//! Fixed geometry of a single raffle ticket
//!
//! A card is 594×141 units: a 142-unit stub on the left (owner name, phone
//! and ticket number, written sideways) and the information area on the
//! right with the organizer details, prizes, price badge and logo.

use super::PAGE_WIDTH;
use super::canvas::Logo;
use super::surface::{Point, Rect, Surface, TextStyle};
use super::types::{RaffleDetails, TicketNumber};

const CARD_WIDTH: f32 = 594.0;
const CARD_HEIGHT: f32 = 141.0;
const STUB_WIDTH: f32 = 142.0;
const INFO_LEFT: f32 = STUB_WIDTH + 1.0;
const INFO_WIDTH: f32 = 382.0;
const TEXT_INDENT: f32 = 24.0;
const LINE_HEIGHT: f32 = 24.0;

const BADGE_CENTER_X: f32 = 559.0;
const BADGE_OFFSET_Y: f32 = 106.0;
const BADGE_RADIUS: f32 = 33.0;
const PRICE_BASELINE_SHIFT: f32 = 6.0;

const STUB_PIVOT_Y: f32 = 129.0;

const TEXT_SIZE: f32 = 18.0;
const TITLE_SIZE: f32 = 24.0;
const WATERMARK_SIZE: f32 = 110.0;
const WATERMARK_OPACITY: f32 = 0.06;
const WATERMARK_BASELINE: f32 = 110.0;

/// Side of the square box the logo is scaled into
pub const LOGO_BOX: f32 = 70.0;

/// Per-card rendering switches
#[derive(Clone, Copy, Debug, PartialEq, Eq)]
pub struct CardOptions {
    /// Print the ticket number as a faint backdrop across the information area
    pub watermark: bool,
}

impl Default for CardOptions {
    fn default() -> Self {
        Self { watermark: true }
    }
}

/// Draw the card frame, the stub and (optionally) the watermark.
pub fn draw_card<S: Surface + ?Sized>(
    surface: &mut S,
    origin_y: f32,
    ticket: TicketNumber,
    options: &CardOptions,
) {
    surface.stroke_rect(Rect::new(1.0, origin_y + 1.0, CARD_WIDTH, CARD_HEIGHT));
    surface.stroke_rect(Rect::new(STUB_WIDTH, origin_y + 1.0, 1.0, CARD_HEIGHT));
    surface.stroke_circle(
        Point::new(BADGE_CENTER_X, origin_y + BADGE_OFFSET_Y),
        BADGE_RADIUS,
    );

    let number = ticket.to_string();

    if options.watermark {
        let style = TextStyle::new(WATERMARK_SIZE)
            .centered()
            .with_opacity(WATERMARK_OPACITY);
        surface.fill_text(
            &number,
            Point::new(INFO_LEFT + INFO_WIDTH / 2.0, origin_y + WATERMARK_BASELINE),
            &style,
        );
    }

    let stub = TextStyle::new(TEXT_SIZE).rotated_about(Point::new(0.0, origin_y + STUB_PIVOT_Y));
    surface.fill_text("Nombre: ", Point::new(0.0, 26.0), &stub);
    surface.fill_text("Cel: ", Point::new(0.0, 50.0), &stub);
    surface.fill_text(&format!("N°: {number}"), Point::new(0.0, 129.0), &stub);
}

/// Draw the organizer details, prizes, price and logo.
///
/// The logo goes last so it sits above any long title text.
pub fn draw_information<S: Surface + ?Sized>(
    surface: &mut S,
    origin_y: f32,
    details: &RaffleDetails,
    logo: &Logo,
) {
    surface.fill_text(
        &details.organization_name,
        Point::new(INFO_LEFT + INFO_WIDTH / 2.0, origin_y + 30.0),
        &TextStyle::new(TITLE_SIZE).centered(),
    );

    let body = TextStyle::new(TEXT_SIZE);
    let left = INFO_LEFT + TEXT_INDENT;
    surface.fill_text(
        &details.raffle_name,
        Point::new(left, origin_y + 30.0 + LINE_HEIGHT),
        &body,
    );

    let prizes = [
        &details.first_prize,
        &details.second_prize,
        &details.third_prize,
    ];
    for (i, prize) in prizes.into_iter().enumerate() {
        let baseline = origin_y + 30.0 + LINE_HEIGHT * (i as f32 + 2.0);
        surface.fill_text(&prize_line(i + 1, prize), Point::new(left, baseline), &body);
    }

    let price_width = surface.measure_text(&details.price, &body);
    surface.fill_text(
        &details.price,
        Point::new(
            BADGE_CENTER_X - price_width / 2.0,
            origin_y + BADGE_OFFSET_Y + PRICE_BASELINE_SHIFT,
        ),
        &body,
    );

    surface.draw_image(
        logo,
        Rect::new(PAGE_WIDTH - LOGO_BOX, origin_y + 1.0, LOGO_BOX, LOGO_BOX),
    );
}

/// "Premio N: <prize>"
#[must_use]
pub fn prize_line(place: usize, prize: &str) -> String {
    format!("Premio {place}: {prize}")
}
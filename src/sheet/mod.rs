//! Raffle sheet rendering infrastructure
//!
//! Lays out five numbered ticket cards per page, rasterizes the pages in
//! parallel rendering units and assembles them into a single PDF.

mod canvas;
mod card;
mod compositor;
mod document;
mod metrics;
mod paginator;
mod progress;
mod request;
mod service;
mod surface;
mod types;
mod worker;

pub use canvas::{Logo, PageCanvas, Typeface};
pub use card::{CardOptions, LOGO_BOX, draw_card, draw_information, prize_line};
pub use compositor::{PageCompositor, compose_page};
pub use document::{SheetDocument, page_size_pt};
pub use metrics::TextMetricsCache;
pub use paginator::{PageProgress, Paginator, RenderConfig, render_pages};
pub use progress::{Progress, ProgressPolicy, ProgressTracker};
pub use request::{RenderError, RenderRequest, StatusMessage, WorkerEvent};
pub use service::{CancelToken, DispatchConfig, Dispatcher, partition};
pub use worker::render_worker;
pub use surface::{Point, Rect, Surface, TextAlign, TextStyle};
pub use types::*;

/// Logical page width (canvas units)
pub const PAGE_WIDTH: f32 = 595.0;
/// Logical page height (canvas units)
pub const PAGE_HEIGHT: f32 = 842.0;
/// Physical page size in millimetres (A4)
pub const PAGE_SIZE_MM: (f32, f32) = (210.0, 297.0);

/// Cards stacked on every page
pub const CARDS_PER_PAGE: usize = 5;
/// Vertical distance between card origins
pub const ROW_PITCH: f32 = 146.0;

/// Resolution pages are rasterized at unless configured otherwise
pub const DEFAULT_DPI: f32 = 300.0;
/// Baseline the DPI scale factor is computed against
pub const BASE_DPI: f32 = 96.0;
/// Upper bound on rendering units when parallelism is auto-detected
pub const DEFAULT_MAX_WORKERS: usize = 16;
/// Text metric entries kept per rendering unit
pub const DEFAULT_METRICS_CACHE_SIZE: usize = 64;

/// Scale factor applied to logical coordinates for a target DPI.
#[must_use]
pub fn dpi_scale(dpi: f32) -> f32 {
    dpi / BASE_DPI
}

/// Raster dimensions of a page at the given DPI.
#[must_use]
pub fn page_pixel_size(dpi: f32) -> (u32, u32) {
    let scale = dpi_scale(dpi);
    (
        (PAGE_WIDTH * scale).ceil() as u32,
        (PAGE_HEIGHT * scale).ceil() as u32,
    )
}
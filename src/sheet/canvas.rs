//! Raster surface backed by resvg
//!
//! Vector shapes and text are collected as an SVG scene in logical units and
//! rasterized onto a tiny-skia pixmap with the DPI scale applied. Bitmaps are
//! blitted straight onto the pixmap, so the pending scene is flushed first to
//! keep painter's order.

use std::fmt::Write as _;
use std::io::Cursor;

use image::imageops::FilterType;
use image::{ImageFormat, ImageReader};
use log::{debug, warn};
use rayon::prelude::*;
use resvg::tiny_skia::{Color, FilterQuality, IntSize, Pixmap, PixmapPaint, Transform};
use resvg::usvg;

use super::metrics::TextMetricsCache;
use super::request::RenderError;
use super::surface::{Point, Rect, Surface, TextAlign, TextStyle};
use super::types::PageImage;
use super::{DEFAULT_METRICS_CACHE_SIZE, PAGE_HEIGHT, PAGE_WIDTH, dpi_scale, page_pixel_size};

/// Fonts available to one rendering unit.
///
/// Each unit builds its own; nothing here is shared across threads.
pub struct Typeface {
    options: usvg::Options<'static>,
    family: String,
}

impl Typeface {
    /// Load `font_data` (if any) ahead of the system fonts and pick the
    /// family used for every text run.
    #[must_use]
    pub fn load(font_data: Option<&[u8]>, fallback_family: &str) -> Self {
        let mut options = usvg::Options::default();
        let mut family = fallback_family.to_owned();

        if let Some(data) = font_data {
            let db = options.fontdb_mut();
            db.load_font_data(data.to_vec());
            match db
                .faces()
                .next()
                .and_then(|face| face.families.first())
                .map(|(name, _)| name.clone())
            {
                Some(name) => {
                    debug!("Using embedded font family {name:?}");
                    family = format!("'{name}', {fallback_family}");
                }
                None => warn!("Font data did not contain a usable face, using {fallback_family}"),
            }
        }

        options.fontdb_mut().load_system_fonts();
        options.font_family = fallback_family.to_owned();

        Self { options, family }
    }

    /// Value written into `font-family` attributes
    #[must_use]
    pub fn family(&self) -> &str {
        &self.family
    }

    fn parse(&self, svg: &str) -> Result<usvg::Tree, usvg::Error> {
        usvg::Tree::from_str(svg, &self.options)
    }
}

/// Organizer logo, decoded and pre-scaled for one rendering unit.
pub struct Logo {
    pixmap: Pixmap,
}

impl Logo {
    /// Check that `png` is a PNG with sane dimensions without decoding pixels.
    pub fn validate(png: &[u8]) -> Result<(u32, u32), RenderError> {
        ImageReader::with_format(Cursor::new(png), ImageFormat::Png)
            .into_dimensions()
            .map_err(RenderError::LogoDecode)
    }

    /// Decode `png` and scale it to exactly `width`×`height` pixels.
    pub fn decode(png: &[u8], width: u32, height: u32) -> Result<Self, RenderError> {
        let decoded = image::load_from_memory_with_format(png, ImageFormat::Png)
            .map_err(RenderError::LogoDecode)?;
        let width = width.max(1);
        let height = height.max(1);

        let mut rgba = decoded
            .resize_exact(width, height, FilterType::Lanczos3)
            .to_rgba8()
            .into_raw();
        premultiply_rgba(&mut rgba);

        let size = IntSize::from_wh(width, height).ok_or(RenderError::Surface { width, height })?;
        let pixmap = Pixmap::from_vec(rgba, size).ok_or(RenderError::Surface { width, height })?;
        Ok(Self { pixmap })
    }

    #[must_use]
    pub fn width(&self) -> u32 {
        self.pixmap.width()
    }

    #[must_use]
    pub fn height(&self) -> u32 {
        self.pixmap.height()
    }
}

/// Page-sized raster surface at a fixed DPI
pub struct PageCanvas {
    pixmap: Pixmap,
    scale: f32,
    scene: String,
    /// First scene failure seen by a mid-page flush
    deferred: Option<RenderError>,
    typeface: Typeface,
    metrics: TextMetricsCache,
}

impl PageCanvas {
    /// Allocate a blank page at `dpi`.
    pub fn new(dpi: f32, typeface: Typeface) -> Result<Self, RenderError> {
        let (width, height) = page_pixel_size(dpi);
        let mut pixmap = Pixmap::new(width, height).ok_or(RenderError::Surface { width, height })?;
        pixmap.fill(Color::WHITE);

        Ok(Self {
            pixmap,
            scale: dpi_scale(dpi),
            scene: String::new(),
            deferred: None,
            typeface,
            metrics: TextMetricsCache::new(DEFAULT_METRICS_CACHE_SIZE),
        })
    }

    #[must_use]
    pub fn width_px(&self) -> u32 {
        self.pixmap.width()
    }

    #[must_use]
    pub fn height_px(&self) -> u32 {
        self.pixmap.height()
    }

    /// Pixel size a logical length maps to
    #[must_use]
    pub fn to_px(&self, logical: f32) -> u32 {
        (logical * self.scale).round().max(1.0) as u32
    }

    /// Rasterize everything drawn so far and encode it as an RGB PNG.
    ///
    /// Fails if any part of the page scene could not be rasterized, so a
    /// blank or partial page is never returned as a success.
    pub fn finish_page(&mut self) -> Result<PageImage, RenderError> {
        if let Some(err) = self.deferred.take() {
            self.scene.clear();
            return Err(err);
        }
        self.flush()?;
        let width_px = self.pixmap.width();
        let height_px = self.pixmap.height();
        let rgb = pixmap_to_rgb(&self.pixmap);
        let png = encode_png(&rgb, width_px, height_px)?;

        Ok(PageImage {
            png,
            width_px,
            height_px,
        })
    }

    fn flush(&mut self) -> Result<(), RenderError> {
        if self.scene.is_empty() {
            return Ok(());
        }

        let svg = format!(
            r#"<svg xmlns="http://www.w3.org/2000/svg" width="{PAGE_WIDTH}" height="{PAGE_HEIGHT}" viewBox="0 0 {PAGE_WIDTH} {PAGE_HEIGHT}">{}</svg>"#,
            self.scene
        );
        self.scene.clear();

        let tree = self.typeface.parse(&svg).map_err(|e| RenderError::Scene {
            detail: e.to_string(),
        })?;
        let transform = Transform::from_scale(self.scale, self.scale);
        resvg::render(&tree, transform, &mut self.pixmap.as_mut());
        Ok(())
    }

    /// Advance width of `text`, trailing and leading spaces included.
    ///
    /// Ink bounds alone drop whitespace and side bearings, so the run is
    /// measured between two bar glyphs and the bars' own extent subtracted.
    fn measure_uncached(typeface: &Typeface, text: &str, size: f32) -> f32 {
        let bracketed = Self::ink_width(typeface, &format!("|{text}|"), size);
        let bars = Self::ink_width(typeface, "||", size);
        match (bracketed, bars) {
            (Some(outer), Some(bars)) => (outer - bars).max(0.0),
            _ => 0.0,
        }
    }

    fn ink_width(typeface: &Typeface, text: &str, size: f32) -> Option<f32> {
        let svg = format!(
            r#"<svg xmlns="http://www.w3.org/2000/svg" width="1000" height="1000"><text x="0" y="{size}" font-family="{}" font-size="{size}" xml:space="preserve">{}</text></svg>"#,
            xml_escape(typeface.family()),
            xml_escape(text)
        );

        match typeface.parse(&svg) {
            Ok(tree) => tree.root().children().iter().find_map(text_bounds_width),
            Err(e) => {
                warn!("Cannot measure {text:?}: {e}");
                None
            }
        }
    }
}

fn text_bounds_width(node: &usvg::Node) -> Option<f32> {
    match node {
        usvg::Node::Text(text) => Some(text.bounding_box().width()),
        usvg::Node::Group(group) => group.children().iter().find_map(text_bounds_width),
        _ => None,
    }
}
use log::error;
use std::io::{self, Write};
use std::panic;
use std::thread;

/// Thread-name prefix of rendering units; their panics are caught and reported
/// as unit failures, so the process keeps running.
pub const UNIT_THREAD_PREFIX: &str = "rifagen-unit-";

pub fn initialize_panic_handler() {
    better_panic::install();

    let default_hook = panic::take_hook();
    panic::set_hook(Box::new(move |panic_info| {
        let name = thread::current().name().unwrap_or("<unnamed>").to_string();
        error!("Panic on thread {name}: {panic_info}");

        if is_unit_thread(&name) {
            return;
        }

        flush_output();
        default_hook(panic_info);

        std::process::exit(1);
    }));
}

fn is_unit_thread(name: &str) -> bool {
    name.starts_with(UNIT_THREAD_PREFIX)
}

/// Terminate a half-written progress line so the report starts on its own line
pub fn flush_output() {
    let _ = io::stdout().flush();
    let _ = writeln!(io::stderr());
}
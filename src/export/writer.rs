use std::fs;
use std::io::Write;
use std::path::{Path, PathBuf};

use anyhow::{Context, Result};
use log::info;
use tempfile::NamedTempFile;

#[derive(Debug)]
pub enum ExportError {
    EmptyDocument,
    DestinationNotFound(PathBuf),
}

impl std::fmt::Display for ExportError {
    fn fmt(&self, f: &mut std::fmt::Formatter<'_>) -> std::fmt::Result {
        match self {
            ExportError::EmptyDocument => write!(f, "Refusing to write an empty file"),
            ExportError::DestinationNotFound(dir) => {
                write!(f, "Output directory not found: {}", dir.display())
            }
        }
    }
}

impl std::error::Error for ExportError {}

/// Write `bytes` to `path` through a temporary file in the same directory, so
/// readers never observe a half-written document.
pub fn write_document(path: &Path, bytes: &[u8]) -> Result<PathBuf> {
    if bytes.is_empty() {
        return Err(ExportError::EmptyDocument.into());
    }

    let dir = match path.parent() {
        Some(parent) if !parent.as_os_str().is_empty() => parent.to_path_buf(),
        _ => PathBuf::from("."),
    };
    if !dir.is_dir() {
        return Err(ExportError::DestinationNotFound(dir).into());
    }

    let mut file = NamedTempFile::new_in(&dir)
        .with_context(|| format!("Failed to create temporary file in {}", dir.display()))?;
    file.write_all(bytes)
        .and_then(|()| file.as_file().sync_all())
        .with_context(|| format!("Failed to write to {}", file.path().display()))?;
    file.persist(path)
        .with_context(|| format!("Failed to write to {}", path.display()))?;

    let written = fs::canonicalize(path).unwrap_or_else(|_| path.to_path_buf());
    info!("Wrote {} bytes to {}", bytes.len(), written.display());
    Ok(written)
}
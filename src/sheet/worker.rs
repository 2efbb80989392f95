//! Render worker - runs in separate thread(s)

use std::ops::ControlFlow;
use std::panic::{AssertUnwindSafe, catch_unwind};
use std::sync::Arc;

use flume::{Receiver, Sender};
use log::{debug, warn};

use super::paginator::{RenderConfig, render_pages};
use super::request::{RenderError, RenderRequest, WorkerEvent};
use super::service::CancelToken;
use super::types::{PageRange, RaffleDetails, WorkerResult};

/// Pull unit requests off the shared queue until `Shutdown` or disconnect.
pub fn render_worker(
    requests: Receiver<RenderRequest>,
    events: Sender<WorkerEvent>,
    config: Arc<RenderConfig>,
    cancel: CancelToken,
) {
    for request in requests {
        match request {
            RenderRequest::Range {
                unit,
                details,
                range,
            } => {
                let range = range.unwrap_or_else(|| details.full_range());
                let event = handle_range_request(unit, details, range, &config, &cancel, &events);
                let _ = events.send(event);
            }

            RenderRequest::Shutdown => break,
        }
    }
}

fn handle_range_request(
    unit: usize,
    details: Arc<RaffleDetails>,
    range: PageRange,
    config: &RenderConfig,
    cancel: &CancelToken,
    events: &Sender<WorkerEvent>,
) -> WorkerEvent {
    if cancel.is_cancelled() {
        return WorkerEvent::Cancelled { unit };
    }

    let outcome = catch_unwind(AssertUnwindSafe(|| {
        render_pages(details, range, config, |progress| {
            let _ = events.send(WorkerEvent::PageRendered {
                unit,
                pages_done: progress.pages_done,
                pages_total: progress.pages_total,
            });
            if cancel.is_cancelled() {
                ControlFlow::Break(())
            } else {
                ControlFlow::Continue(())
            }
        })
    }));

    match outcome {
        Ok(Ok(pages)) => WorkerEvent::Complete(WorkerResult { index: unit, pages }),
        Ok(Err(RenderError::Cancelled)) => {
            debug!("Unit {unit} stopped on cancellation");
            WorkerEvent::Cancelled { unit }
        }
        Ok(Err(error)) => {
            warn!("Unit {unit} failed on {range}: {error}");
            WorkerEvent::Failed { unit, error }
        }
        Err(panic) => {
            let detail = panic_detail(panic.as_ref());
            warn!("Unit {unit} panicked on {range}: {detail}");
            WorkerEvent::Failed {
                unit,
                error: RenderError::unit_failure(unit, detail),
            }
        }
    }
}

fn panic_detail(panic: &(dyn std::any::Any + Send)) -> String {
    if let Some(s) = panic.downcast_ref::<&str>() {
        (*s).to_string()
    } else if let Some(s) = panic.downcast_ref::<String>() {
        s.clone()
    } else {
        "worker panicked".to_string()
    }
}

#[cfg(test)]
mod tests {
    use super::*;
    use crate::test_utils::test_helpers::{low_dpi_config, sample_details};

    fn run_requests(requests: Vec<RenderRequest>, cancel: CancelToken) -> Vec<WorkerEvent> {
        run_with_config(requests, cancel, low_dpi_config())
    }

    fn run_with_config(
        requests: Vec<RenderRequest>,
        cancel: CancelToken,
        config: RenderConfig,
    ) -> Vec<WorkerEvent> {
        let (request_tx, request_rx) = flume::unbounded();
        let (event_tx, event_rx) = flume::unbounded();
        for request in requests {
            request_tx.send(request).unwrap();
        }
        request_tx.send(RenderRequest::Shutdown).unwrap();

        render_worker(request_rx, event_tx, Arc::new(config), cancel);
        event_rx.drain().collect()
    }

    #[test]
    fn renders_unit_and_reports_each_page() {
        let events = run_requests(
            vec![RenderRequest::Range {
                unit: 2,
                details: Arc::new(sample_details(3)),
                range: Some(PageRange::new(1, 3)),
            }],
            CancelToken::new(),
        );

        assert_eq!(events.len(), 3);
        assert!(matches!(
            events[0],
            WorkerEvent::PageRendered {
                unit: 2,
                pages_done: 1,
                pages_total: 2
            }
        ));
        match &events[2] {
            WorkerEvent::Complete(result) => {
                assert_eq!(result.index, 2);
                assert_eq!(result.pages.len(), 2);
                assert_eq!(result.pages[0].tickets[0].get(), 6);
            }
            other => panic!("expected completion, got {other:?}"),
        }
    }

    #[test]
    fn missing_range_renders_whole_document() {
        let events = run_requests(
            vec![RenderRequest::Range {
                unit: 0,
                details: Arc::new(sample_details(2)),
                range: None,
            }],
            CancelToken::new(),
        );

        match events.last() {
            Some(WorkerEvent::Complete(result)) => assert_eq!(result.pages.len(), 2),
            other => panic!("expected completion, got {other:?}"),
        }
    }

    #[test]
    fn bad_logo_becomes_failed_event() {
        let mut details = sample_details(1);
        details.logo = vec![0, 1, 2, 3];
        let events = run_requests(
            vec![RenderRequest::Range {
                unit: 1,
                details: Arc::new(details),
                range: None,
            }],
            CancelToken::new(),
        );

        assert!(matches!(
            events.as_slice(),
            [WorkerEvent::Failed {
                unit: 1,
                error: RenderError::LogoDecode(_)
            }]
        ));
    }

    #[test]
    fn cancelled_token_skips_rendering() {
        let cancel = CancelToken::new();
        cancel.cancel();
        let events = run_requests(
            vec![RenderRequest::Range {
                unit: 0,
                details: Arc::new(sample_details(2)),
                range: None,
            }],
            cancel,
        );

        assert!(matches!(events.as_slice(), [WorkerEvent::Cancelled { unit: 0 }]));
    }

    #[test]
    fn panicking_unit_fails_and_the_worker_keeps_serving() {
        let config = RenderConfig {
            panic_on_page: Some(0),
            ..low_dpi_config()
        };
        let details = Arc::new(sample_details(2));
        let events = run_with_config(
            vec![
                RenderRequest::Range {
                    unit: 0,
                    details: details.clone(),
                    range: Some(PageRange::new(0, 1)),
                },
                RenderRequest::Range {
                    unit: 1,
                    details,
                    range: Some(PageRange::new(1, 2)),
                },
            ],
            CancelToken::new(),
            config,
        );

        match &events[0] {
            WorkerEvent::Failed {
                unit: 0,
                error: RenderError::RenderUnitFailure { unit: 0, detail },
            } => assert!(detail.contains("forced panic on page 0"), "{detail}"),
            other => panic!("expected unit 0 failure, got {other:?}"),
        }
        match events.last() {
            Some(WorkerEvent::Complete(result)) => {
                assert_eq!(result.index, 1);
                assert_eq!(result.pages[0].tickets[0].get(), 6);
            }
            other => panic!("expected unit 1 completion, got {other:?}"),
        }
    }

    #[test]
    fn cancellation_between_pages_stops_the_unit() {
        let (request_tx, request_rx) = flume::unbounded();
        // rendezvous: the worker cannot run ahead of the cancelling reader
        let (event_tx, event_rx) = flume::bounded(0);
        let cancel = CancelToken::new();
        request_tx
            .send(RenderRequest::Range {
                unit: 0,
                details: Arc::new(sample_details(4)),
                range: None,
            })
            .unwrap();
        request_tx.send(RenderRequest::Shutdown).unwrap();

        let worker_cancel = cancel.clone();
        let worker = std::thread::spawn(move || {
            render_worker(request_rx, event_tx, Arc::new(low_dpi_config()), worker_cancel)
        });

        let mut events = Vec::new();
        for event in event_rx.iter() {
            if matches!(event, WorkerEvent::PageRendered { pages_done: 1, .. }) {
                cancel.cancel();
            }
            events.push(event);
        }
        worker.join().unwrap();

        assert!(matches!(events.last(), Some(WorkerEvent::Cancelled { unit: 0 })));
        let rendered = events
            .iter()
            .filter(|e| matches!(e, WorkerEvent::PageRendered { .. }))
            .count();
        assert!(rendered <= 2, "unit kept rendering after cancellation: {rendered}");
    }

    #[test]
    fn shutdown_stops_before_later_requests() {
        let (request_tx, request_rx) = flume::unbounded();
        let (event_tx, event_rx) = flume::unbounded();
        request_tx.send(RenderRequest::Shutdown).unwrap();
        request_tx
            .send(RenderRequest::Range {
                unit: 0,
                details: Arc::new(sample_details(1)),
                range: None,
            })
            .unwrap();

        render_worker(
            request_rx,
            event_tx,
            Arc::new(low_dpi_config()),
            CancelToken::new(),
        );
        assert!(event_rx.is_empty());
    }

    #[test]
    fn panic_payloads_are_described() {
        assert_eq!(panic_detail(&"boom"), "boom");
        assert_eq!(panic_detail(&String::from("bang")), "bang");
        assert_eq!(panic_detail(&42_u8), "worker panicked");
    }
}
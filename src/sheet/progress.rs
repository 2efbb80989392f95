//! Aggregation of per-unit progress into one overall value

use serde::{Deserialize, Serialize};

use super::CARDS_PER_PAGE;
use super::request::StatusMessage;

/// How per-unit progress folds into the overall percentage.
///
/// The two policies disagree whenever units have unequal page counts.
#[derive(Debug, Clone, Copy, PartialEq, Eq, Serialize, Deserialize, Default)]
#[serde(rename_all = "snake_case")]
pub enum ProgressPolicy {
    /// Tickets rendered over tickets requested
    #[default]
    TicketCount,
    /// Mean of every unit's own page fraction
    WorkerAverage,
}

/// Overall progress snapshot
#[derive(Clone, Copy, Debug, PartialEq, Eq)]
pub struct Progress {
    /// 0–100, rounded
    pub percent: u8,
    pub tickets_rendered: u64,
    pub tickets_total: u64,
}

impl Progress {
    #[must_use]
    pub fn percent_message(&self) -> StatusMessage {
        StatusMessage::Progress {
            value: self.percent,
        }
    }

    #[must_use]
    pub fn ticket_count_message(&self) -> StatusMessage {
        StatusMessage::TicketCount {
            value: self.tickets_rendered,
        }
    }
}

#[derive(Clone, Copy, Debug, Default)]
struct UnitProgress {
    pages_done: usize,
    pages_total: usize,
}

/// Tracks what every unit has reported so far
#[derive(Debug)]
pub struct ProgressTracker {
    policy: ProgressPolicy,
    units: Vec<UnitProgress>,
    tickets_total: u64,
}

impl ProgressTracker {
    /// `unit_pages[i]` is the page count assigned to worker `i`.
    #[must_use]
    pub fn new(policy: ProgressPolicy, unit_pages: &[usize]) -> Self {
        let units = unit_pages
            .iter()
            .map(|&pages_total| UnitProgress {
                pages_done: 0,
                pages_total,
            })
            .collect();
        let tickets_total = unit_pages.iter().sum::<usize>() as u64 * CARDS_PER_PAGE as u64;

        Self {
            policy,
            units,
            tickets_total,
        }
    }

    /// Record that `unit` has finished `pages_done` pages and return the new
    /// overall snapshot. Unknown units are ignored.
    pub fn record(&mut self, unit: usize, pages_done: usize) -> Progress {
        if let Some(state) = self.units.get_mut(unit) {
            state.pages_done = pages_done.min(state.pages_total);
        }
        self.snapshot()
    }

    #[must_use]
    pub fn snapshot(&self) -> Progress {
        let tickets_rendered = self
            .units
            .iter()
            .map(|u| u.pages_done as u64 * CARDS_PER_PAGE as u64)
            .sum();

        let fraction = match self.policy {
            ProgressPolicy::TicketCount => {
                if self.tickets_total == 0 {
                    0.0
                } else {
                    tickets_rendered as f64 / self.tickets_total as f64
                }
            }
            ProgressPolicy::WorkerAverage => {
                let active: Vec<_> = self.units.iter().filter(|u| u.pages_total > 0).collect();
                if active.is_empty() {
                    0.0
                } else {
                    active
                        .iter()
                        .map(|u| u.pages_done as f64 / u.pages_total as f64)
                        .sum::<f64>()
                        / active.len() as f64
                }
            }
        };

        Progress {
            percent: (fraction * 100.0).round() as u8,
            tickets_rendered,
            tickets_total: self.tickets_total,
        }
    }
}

Task goal:
Reproduce precisely, and with no line left out, each line from the top of the entries through the line that carries "const TITLE_SIZE: f32 = 24.0;".

Result below:
//! Fixed geometry of a single raffle ticket
//!
//! A card is 594×141 units: a 142-unit stub on the left (owner name, phone
//! and ticket number, written sideways) and the information area on the
//! right with the organizer details, prizes, price badge and logo.

use super::PAGE_WIDTH;
use super::canvas::Logo;
use super::surface::{Point, Rect, Surface, TextStyle};
use super::types::{RaffleDetails, TicketNumber};

const CARD_WIDTH: f32 = 594.0;
const CARD_HEIGHT: f32 = 141.0;
const STUB_WIDTH: f32 = 142.0;
const INFO_LEFT: f32 = STUB_WIDTH + 1.0;
const INFO_WIDTH: f32 = 382.0;
const TEXT_INDENT: f32 = 24.0;
const LINE_HEIGHT: f32 = 24.0;

const BADGE_CENTER_X: f32 = 559.0;
const BADGE_OFFSET_Y: f32 = 106.0;
const BADGE_RADIUS: f32 = 33.0;
const PRICE_BASELINE_SHIFT: f32 = 6.0;

const STUB_PIVOT_Y: f32 = 129.0;

const TEXT_SIZE: f32 = 18.0;
const TITLE_SIZE: f32 = 24.0;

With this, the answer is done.